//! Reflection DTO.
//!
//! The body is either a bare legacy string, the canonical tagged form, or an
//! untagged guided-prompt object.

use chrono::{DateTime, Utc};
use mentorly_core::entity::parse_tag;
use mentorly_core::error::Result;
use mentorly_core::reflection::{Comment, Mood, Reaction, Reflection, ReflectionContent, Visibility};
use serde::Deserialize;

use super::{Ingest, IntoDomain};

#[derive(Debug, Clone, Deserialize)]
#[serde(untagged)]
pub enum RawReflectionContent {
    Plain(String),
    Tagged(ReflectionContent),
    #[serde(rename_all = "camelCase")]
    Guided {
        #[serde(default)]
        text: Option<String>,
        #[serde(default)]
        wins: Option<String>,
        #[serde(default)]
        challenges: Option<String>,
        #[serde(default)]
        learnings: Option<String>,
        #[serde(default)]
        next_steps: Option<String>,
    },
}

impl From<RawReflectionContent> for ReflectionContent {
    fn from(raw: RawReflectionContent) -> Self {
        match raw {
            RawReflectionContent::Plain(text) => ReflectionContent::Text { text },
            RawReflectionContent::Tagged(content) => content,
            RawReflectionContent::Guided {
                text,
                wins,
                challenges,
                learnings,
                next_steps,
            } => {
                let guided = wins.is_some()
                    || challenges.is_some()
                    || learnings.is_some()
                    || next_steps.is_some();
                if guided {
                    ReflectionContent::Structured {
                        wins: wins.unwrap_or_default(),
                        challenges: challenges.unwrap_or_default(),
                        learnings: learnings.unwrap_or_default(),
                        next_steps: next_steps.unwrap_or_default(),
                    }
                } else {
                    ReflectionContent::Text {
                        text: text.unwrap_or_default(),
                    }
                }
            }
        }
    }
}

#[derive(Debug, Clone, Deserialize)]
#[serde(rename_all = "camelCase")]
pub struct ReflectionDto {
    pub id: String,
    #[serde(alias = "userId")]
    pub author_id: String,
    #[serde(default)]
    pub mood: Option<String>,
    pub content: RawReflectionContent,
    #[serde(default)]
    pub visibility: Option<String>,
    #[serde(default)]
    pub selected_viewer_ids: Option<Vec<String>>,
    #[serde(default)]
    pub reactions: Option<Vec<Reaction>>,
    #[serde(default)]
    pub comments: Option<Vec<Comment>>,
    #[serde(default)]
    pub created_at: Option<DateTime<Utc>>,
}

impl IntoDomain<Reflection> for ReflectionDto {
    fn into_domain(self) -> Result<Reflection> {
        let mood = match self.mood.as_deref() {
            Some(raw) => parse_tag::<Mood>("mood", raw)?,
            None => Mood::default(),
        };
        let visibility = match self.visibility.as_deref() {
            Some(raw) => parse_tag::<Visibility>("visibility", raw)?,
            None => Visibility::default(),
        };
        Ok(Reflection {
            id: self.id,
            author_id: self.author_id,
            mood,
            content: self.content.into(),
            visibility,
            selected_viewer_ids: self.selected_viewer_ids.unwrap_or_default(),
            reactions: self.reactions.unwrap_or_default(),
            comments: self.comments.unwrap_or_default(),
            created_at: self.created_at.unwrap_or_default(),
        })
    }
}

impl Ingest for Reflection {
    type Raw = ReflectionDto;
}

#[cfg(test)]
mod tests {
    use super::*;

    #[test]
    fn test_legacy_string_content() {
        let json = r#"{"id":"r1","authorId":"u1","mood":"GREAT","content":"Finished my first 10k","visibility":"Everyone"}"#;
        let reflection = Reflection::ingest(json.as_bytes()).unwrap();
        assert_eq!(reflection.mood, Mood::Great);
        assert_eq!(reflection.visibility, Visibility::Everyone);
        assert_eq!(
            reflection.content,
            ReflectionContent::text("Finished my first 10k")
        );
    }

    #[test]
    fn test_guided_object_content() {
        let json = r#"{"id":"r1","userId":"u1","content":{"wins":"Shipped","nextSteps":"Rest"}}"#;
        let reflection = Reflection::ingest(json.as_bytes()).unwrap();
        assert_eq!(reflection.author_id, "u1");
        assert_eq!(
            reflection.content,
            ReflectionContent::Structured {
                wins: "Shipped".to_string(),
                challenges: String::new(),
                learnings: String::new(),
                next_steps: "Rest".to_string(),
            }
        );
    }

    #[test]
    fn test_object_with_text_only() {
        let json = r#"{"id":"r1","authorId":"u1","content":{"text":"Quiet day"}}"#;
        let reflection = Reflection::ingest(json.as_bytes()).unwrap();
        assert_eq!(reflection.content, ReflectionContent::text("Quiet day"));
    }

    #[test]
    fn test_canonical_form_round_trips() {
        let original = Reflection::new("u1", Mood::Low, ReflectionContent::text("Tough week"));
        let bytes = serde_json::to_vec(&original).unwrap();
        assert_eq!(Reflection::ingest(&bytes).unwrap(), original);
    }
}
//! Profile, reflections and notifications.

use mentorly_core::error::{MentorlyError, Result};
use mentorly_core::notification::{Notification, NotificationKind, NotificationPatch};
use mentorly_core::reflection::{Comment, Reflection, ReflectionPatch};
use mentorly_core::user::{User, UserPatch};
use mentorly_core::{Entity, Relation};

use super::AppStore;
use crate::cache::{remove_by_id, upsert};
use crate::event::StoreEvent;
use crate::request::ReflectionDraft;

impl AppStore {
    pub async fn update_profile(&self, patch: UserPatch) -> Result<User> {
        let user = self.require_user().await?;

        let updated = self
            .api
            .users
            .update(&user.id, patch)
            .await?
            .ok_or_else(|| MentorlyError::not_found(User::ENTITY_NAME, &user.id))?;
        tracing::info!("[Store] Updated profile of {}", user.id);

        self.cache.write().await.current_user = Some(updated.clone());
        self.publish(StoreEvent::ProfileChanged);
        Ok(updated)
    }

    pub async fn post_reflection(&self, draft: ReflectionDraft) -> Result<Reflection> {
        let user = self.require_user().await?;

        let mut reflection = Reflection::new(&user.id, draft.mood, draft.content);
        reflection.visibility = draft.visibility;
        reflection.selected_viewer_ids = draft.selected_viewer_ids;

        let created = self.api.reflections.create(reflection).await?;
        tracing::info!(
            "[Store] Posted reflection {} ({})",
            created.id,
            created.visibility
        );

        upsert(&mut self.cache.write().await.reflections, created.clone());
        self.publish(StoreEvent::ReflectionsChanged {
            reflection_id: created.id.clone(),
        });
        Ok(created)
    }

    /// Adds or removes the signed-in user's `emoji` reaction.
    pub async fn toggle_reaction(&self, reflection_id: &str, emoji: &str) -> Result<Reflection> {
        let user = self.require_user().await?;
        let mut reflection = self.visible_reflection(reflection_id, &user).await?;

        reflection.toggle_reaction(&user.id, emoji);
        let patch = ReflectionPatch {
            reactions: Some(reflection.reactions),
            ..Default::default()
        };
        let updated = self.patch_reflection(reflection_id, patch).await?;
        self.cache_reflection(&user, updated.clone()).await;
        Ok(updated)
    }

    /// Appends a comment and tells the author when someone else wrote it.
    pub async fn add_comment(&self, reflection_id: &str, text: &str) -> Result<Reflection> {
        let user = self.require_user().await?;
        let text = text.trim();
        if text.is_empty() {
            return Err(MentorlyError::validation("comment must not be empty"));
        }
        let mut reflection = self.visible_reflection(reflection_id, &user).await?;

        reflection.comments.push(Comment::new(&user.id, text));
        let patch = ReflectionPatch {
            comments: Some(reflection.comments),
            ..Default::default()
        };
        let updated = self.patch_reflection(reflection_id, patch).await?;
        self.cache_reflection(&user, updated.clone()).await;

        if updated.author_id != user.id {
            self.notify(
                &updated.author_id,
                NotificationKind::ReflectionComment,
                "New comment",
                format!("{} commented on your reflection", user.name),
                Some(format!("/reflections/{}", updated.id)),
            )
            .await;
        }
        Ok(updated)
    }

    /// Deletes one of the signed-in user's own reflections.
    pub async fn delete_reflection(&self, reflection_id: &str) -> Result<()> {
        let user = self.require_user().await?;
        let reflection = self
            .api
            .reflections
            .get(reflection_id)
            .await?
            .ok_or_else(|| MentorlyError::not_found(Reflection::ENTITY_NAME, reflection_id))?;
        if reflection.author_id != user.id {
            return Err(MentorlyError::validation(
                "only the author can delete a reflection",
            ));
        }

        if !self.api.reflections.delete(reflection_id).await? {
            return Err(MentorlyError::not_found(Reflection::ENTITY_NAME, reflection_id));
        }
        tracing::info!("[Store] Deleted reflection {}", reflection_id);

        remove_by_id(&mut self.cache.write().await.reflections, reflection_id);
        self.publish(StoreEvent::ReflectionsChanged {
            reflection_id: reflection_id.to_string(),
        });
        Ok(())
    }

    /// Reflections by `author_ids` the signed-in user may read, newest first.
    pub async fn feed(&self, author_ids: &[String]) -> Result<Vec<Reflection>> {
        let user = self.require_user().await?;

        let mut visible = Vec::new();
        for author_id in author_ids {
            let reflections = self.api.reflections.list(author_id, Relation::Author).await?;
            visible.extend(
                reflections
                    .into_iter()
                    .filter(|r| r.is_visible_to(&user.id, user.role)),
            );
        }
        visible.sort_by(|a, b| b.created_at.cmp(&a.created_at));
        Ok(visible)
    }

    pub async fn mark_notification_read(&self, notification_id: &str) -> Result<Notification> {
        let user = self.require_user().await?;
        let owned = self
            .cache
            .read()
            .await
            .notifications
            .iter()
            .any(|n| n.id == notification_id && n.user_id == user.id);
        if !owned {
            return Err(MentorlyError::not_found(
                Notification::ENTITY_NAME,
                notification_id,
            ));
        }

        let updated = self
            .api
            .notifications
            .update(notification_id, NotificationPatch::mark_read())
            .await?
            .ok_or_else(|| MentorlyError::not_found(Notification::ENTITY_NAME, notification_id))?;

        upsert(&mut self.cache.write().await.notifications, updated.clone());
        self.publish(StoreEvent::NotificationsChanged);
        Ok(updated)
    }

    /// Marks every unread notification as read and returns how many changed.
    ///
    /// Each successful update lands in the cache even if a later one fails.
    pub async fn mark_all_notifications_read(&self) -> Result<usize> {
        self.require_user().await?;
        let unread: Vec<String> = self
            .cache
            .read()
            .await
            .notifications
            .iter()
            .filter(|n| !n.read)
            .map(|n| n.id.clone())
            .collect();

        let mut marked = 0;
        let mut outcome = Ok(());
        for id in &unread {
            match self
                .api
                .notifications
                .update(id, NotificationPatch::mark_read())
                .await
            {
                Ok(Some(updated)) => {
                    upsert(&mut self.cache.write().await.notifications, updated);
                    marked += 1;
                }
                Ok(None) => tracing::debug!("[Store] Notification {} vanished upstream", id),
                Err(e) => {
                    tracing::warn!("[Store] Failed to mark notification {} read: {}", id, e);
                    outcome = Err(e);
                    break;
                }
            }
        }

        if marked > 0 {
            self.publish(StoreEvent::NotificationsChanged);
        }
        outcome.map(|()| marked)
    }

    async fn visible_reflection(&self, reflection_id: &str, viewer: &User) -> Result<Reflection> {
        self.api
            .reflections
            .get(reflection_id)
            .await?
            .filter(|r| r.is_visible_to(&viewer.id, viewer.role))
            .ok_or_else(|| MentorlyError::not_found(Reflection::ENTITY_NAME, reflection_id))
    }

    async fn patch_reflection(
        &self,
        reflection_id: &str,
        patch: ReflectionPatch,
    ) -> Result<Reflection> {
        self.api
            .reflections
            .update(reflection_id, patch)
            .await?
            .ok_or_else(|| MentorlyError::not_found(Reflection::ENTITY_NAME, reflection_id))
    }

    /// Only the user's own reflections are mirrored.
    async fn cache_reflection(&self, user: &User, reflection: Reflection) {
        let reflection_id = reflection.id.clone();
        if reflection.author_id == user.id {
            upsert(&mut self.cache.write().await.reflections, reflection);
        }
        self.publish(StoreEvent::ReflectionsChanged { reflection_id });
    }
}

- TASK DETAILS: Look through the data above. Each line containing the word "filter" needs to be copied.

- RESPONSE BOX:
                    .filter(|r| r.is_visible_to(&user.id, user.role)),
            .filter(|n| !n.read)
            .filter(|r| r.is_visible_to(&viewer.id, viewer.role))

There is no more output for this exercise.